C’est une vente qui a de quoi interpeller dans un contexte de tensions avec les Etats-Unis. Comme l’a appris TF1, l’entreprise corrézienne LMB Aerospace, fleuron français de l'industrie de l'armement, va être cédée à une société américaine. Une décision validée par le gouvernement il y a quelques jours, alors même que la Direction générale de l'Armement (DGA) avait exigé l’implication de Bpifrance dans le dossier. Finalement, selon les informations de La Lettre, le ministère de l’Economie a donné son feu vert malgré l’avis de la DGA.

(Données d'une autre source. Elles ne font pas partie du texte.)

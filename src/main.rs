//! AIRA - AI research assistant
//!
//! A CLI tool that asks a local Ollama model to plan a research request,
//! then runs the planned literature, analysis and discussion stages and
//! writes a report.
//!
//! Exit codes:
//!   0 - Success (including answers that explain a problem, such as a
//!       missing dataset)
//!   1 - Runtime error (invalid arguments, unreadable dataset, report write
//!       failure)

mod analysis;
mod cli;
mod config;
mod dataset;
mod error;
mod llm;
mod models;
mod pipeline;
mod planner;
mod report;
mod resolver;
mod stages;
mod tools;

use anyhow::{Context, Result};
use cli::{Args, OutputFormat};
use config::{Config, CONFIG_FILE};
use dataset::Dataset;
use indicatif::{ProgressBar, ProgressStyle};
use llm::{OllamaClient, ReasoningClient};
use models::{ExportRef, ResponseEnvelope};
use pipeline::{DebugFlags, Pipeline, PipelineSettings};
use report::ReportMetadata;
use stages::{ArxivSource, LiteratureSource, PubMedSource};
use std::path::Path;
use std::sync::Arc;
use std::time::{Duration, Instant};
use tracing::{debug, error, info, warn};
use tracing_subscriber::FmtSubscriber;

#[tokio::main]
async fn main() -> Result<()> {
    // Parse command-line arguments
    let args = Args::parse_args();

    // Validate arguments
    if let Err(e) = args.validate() {
        eprintln!("Error: {}", e);
        std::process::exit(1);
    }

    // Handle --init-config early (no logging needed)
    if args.init_config {
        return handle_init_config();
    }

    // Initialize logging
    init_logging(&args);

    info!("AIRA v{}", env!("CARGO_PKG_VERSION"));
    debug!("Arguments: {:?}", args);

    if let Err(e) = run_request(args).await {
        error!("Request failed: {}", e);
        eprintln!("\n❌ Error: {:#}", e);
        std::process::exit(1);
    }

    Ok(())
}

/// Handle --init-config: generate a default .aira.toml.
fn handle_init_config() -> Result<()> {
    let path = Path::new(CONFIG_FILE);

    if path.exists() {
        eprintln!("⚠️  {} already exists. Remove it first or edit it manually.", CONFIG_FILE);
        std::process::exit(1);
    }

    let content = Config::default_toml();
    std::fs::write(path, &content).with_context(|| format!("Failed to write {}", CONFIG_FILE))?;

    println!("✅ Created {} with default settings.", CONFIG_FILE);
    println!("   Edit it to customize the model, thresholds and literature defaults.");
    Ok(())
}

/// Initialize logging based on verbosity settings.
fn init_logging(args: &Args) {
    let level = args.log_level();

    let subscriber = FmtSubscriber::builder()
        .with_max_level(level)
        .with_target(false)
        .with_thread_ids(false)
        .with_file(false)
        .with_line_number(false)
        .compact()
        .finish();

    tracing::subscriber::set_global_default(subscriber).expect("Failed to set tracing subscriber");
}

/// Run one request end to end and write the report.
async fn run_request(args: Args) -> Result<()> {
    let start_time = Instant::now();

    // Load configuration
    let mut config = load_config(&args)?;
    config.merge_with_args(&args);
    config.validate().context("Invalid configuration")?;

    let dataset = match args.dataset {
        Some(ref path) => {
            let dataset = Dataset::load(path, config.dataset.max_file_size_mb)
                .with_context(|| format!("Failed to load dataset {}", path.display()))?;
            info!(
                "Loaded dataset '{}' with {} rows and {} columns",
                dataset.name,
                dataset.row_count(),
                dataset.columns().len()
            );
            Some(dataset)
        }
        None => None,
    };

    let llm_config = config.model.to_llm_config();
    let timeout = Duration::from_secs(config.model.timeout_seconds);

    if !args.quiet {
        println!("🤖 AIRA research assistant");
        println!("   Model: {}", config.model.name);
        println!("   Ollama: {}", config.model.ollama_url);
        if let Some(ref dataset) = dataset {
            println!("   Dataset: {} ({} rows)", dataset.name, dataset.row_count());
        }
    }

    let client: Arc<dyn ReasoningClient> =
        Arc::new(OllamaClient::new(llm_config).context("Failed to build Ollama client")?);
    let pubmed = PubMedSource::new(&config.literature.pubmed_url, timeout)
        .context("Failed to build PubMed client")?;
    let arxiv = ArxivSource::new(&config.literature.arxiv_url, timeout)
        .context("Failed to build arXiv client")?;
    let sources: Vec<Box<dyn LiteratureSource>> = vec![Box::new(pubmed), Box::new(arxiv)];

    let pipeline = Pipeline::new(client, sources, PipelineSettings::from_config(&config));
    let debug_flags = DebugFlags {
        include_plan: args.debug_plan,
    };

    let spinner = progress_spinner(args.quiet);
    let envelope = pipeline
        .run(args.message(), dataset.as_ref(), debug_flags)
        .await;
    spinner.finish_and_clear();

    let duration = start_time.elapsed().as_secs_f64();
    let metadata = ReportMetadata {
        message: args.message().to_string(),
        dataset: dataset.as_ref().map(|d| d.name.clone()),
        model_used: config.model.name.clone(),
        duration_seconds: duration,
    };

    let output = match args.format {
        OutputFormat::Json => report::generate_json_report(&metadata, &envelope)?,
        OutputFormat::Markdown => report::generate_markdown_report(&metadata, &envelope),
    };

    let output_path = Path::new(&config.general.output);
    report::write_report(&output, output_path)
        .with_context(|| format!("Failed to write report to {}", output_path.display()))?;

    if !args.quiet {
        print_summary(&envelope);
        println!("   Duration: {:.1}s", duration);
        println!("\n✅ Done! Report saved to: {}", output_path.display());
    }

    Ok(())
}

fn progress_spinner(quiet: bool) -> ProgressBar {
    if quiet {
        return ProgressBar::hidden();
    }

    let spinner = ProgressBar::new_spinner();
    if let Ok(style) = ProgressStyle::default_spinner().template("{spinner:.green} [{elapsed_precise}] {msg}") {
        spinner.set_style(style);
    }
    spinner.set_message("Planning and running your request...");
    spinner.enable_steady_tick(Duration::from_millis(120));
    spinner
}

/// Print the answer and any produced files.
fn print_summary(envelope: &ResponseEnvelope) {
    println!("\n{}\n", envelope.content.trim());

    if !envelope.visuals.is_empty() {
        println!("📊 Visuals:");
        for (label, path) in &envelope.visuals {
            println!("   {}: {}", label, path);
        }
    }

    if !envelope.exports.is_empty() {
        println!("📁 Exports:");
        for (kind, export) in &envelope.exports {
            match export {
                ExportRef::Single(path) => println!("   {}: {}", kind, path),
                ExportRef::Many(paths) => println!("   {}: {}", kind, paths.join(", ")),
            }
        }
    }

    let failed = envelope.steps.iter().filter(|s| !s.is_ok()).count();
    if failed > 0 {
        println!("⚠️  {} of {} analysis steps failed", failed, envelope.steps.len());
    }
}

/// Load configuration from file or use defaults.
fn load_config(args: &Args) -> Result<Config> {
    // Try explicit config path
    if let Some(ref config_path) = args.config {
        info!("Loading config from: {}", config_path.display());
        return Config::load(config_path);
    }

    // Try default location
    match Config::load_default() {
        Ok(Some(config)) => {
            info!("Loaded default config from {}", CONFIG_FILE);
            Ok(config)
        }
        Ok(None) => {
            debug!("No config file found, using defaults");
            Ok(Config::default())
        }
        Err(e) => {
            warn!("Failed to load config: {}", e);
            Ok(Config::default())
        }
    }
}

Pourquoi est-ce un dossier sensible ? Parce que LMB Aerospace est spécialisée dans la fabrication de ventilateurs, destinés à des avions militaires, dont le Rafale, ainsi qu’à des hélicoptères de combat (Tigre d’Airbus), des chars (Leclerc) mais également des sous-marins nucléaires ou le porte-avions Charles-de-Gaulle. Au total 75 personnes travaillent sur ces pièces bien précises. De quoi inquiéter à Malemort-sur-Corrèze. «C’est du matériel militaire. Quand on voit ce qui se passe avec Trump, c’est très important pour notre défense. Il vaut mieux se défendre plutôt que de lui laisser le pouvoir», témoigne un habitant.

L’Etat a un droit de veto

Un autre désabusé estime que ce sont ce genre de pays «qui vont nous passer devant». Si l’entreprise française a été vendue à Loar Group pour près de 400 millions d’euros, des conditions très strictes ont été négociées, indique le ministre de l’Economie auprès de TF1. «Toute décision stratégique pourra être bloquée par l’Etat. Le fait que cette entreprise continue à produire en France, que les contrats stratégiques soient protégés, tout ça est prévu par l’accord», assure Roland Lesucre. Pas de délocalisation, pas de transfert de savoir-faire : la France peut mettre son veto à toute décision qui irait à l’encontre de son intérêt.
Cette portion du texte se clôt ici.